UT senior forward Wayne Chism still doesn't like talking about Hill's shot, which inched over Chism's fingertips before banking into the basket.
"You're going to do that? You're going to go there?" Chism said when asked about the shot Monday night. "Come on, man. That was two years ago."
Pearl's second season featured a comeback 83-72 win in Fayeteville, but the coach's first UT team lost to Arkansas in Knoxville.
"They usually get beat by the top teams in the SEC, but they always come back wanting revenge," Chism said of the Razorbacks. "And they're good enough to beat you, too, if you don't take care of your business."
Then there is the massive hangover potential from UT's win over Kentucky on Saturday.
"(Arkansas) is a dangerous team and, obviously, in a dangerous place on the schedule," Pearl said. "They're one of the better offensive teams in our league."
The Razorbacks rebounded so well from a poor nonconference performance that they are tied for second in the SEC Western Division standings despite have lost their past three games, and four of the past five. Vanderbilt left Arkansas on Saturday with an 89-72 win.
"Vanderbilt played tremendous basketball at Arkansas on Saturday, and Arkansas did not play bad at all," Pearl said. "I looked at the score and thought maybe Arkansas had struggled some, but they hadn't.

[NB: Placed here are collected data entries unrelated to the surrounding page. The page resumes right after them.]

//! Hub-side connection handle and its delivery queue.

use tokio::sync::{
    mpsc::{self, error::TrySendError},
    watch,
};

use crate::domain::{ConnectionId, DeliveryError, Message, Participant};

use super::state::{ConnectionState, StateCell};

/// One participant as seen by the hub.
///
/// Holds the sending side of the participant's bounded delivery queue. The
/// transport itself stays with the pumps; the hub never touches it.
#[derive(Debug)]
pub struct Connection {
    id: ConnectionId,
    identity: String,
    sender: Option<mpsc::Sender<Message>>,
    state: StateCell,
    closed: watch::Sender<bool>,
}

/// Receiving side of a connection's delivery queue, drained by the outbound pump.
#[derive(Debug)]
pub struct DeliveryQueue {
    receiver: mpsc::Receiver<Message>,
    state: StateCell,
    closed: watch::Receiver<bool>,
}

/// Resolves once the hub has closed a connection.
///
/// Lets the session stop reading from a peer the hub has already removed,
/// without waiting for the outbound pump to drain.
#[derive(Debug, Clone)]
pub struct CloseSignal {
    closed: watch::Receiver<bool>,
}

impl Connection {
    /// Create a pending connection with a delivery queue of `capacity` slots.
    pub fn open(identity: impl Into<String>, capacity: usize) -> (Self, DeliveryQueue) {
        let (sender, receiver) = mpsc::channel(capacity.max(1));
        let state = StateCell::new();
        let (closed, closed_rx) = watch::channel(false);
        let connection = Self {
            id: ConnectionId::generate(),
            identity: identity.into(),
            sender: Some(sender),
            state: state.clone(),
            closed,
        };
        let queue = DeliveryQueue {
            receiver,
            state,
            closed: closed_rx,
        };
        (connection, queue)
    }

    #[cfg(test)]
    pub(crate) fn state(&self) -> ConnectionState {
        self.state.load()
    }
}

impl Participant for Connection {
    fn id(&self) -> ConnectionId {
        self.id
    }

    fn identity(&self) -> &str {
        &self.identity
    }

    fn admit(&mut self) {
        self.state
            .transition(ConnectionState::Pending, ConnectionState::Joined);
    }

    fn send(&self, message: Message) -> Result<(), DeliveryError> {
        match self.state.load() {
            ConnectionState::Pending => return Err(DeliveryError::NotJoined),
            ConnectionState::Leaving | ConnectionState::Closed => {
                return Err(DeliveryError::Closed);
            }
            ConnectionState::Joined => {}
        }

        let sender = self.sender.as_ref().ok_or(DeliveryError::Closed)?;
        sender.try_send(message).map_err(|error| match error {
            TrySendError::Full(_) => DeliveryError::Full,
            TrySendError::Closed(_) => DeliveryError::Closed,
        })
    }

    fn close(&mut self) {
        let Some(sender) = self.sender.take() else {
            return;
        };

        self.state.store(ConnectionState::Leaving);
        self.closed.send_replace(true);
        let consumer_gone = sender.is_closed();
        drop(sender);
        if consumer_gone {
            self.state
                .transition(ConnectionState::Leaving, ConnectionState::Closed);
        }
    }
}

impl DeliveryQueue {
    /// Wait for the next message.
    ///
    /// Returns `None` once the connection was closed and every queued
    /// message has been received.
    pub async fn recv(&mut self) -> Option<Message> {
        let message = self.receiver.recv().await;
        if message.is_none() {
            self.state
                .transition(ConnectionState::Leaving, ConnectionState::Closed);
        }
        message
    }

    /// Signal that resolves when the hub closes this connection.
    pub fn close_signal(&self) -> CloseSignal {
        CloseSignal {
            closed: self.closed.clone(),
        }
    }

    #[cfg(test)]
    pub(crate) fn state(&self) -> ConnectionState {
        self.state.load()
    }

    /// Take the next message if one is already queued.
    #[cfg(test)]
    pub(crate) fn try_recv(&mut self) -> Option<Message> {
        self.receiver.try_recv().ok()
    }
}

impl CloseSignal {
    /// Wait until the connection is closed.
    ///
    /// Also resolves if the hub dropped the connection without closing it,
    /// which happens when the coordinator is gone.
    pub async fn closed(&mut self) {
        let _ = self.closed.wait_for(|closed| *closed).await;
    }
}

impl Drop for DeliveryQueue {
    fn drop(&mut self) {
        self.state
            .transition(ConnectionState::Leaving, ConnectionState::Closed);
    }
}

#[cfg(test)]
mod tests {
    use super::*;

    #[test]
    fn test_send_before_admit_is_rejected() {
        // テスト項目: Hub に参加する前の接続への送信は NotJoined で拒否される
        // given (前提条件):
        let (connection, _queue) = Connection::open("alice", 4);

        // when (操作):
        let result = connection.send(Message::chat("bob", "hi"));

        // then (期待する結果):
        assert_eq!(result, Err(DeliveryError::NotJoined));
        assert_eq!(connection.state(), ConnectionState::Pending);
    }

    #[tokio::test]
    async fn test_send_after_admit_is_delivered_in_order() {
        // テスト項目: 参加後に送信したメッセージが FIFO で配信キューに届く
        // given (前提条件):
        let (mut connection, mut queue) = Connection::open("alice", 4);
        connection.admit();

        // when (操作):
        connection.send(Message::chat("bob", "first")).unwrap();
        connection.send(Message::chat("bob", "second")).unwrap();

        // then (期待する結果):
        assert_eq!(connection.state(), ConnectionState::Joined);
        assert_eq!(queue.recv().await, Some(Message::chat("bob", "first")));
        assert_eq!(queue.recv().await, Some(Message::chat("bob", "second")));
    }

    #[test]
    fn test_send_to_full_queue_returns_full() {
        // テスト項目: 配信キューが満杯の場合は Full が返され、ブロックしない
        // given (前提条件):
        let (mut connection, _queue) = Connection::open("alice", 1);
        connection.admit();
        connection.send(Message::chat("bob", "first")).unwrap();

        // when (操作):
        let result = connection.send(Message::chat("bob", "second"));

        // then (期待する結果):
        assert_eq!(result, Err(DeliveryError::Full));
    }

    #[tokio::test]
    async fn test_close_drains_then_ends_queue() {
        // テスト項目: close 後もキュー内のメッセージは取り出せ、その後 None で終了する
        // given (前提条件):
        let (mut connection, mut queue) = Connection::open("alice", 4);
        connection.admit();
        connection.send(Message::chat("bob", "pending")).unwrap();

        // when (操作):
        connection.close();

        // then (期待する結果):
        assert_eq!(connection.state(), ConnectionState::Leaving);
        assert_eq!(queue.recv().await, Some(Message::chat("bob", "pending")));
        assert_eq!(queue.recv().await, None);
        assert_eq!(queue.state(), ConnectionState::Closed);
    }

    #[tokio::test]
    async fn test_close_fires_close_signal() {
        // テスト項目: close を呼ぶと CloseSignal が解決する
        // given (前提条件):
        let (mut connection, queue) = Connection::open("alice", 4);
        connection.admit();
        let mut signal = queue.close_signal();

        // when (操作):
        connection.close();

        // then (期待する結果):
        let result =
            tokio::time::timeout(std::time::Duration::from_secs(1), signal.closed()).await;
        assert!(result.is_ok());
    }

    #[tokio::test]
    async fn test_close_signal_pending_while_joined() {
        // テスト項目: 参加中の接続では CloseSignal は解決しない
        // given (前提条件):
        let (mut connection, queue) = Connection::open("alice", 4);
        connection.admit();
        let mut signal = queue.close_signal();

        // when (操作):
        let result =
            tokio::time::timeout(std::time::Duration::from_millis(50), signal.closed()).await;

        // then (期待する結果):
        assert!(result.is_err());
        assert_eq!(connection.state(), ConnectionState::Joined);
    }

    #[test]
    fn test_close_twice_is_safe() {
        // テスト項目: close を二回呼んでもパニックせず、送信は Closed で拒否される
        // given (前提条件):
        let (mut connection, _queue) = Connection::open("alice", 4);
        connection.admit();

        // when (操作):
        connection.close();
        connection.close();
        let result = connection.send(Message::chat("bob", "late"));

        // then (期待する結果):
        assert_eq!(result, Err(DeliveryError::Closed));
    }

    #[test]
    fn test_close_after_consumer_dropped_is_closed() {
        // テスト項目: 受信側が既に破棄されている場合、close で直ちに Closed になる
        // given (前提条件):
        let (mut connection, queue) = Connection::open("alice", 4);
        connection.admit();
        drop(queue);

        // when (操作):
        connection.close();

        // then (期待する結果):
        assert_eq!(connection.state(), ConnectionState::Closed);
    }

    #[test]
    fn test_send_after_consumer_dropped_returns_closed() {
        // テスト項目: 送出ポンプが終了して受信側が無い場合、送信は Closed を返す
        // given (前提条件):
        let (mut connection, queue) = Connection::open("alice", 4);
        connection.admit();
        drop(queue);

        // when (操作):
        let result = connection.send(Message::chat("bob", "hi"));

        // then (期待する結果):
        assert_eq!(result, Err(DeliveryError::Closed));
    }
}
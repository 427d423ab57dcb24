//! Single-room WebSocket broadcast chat server.
//!
//! Every message sent by one participant is fanned out to all joined
//! participants, together with a live roster of connected identities. All
//! membership changes and deliveries are serialized through one coordinator
//! task (see [`hub`]); each connection is bridged to it by a pair of pumps
//! (see [`connection`]).

// layers
pub mod connection;
pub mod domain;
pub mod hub;
pub mod infrastructure;
pub mod ui;
//! Helpers shared by the hubbub binaries.

pub mod logger;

"Arkansas is a team that won five straight SEC games (earlier this season), but they haven't played as well on the road as they have at home."
Razorbacks coach John Pelphrey said Wednesday's emotional atmosphere won't make his team's task any easier.
"We've got a very difficult road game coming up at Tennessee," he said. "They're one of the better teams in our league, and that's certainly a great environment. It won't be much fun playing them on their senior night. They have great senior leadership, and those young men have accomplished a lot in their time there.
"That will just make it all the more difficult for us."
The Razorbacks don't have much quality depth but do possess one of the SEC's most potent trio of young players.
Sophomore point guard Courtney Forston has typically been a force when off-court issues haven't prevented him from playing. Sophomore Rotnei Clarke is one of the nation's best long-range shooters, having shot 95-for-225 (44.2 percent) from 3-point range this season. Versatile forward Marshawn Powell has emerged as one of the SEC's best freshmen, averaging 15.6 points and 6.7 rebounds per game.
Arkansas senior big man Michael Washington had had plenty of moments the past few seasons, too, though a recent ankle injury has rendered him less than 100 percent effective.
"He's a great, skilled player," Chism said. "He's been like that ever since our AAU days. He's a really good player. ...They've got a lot of good players. They're a tough team."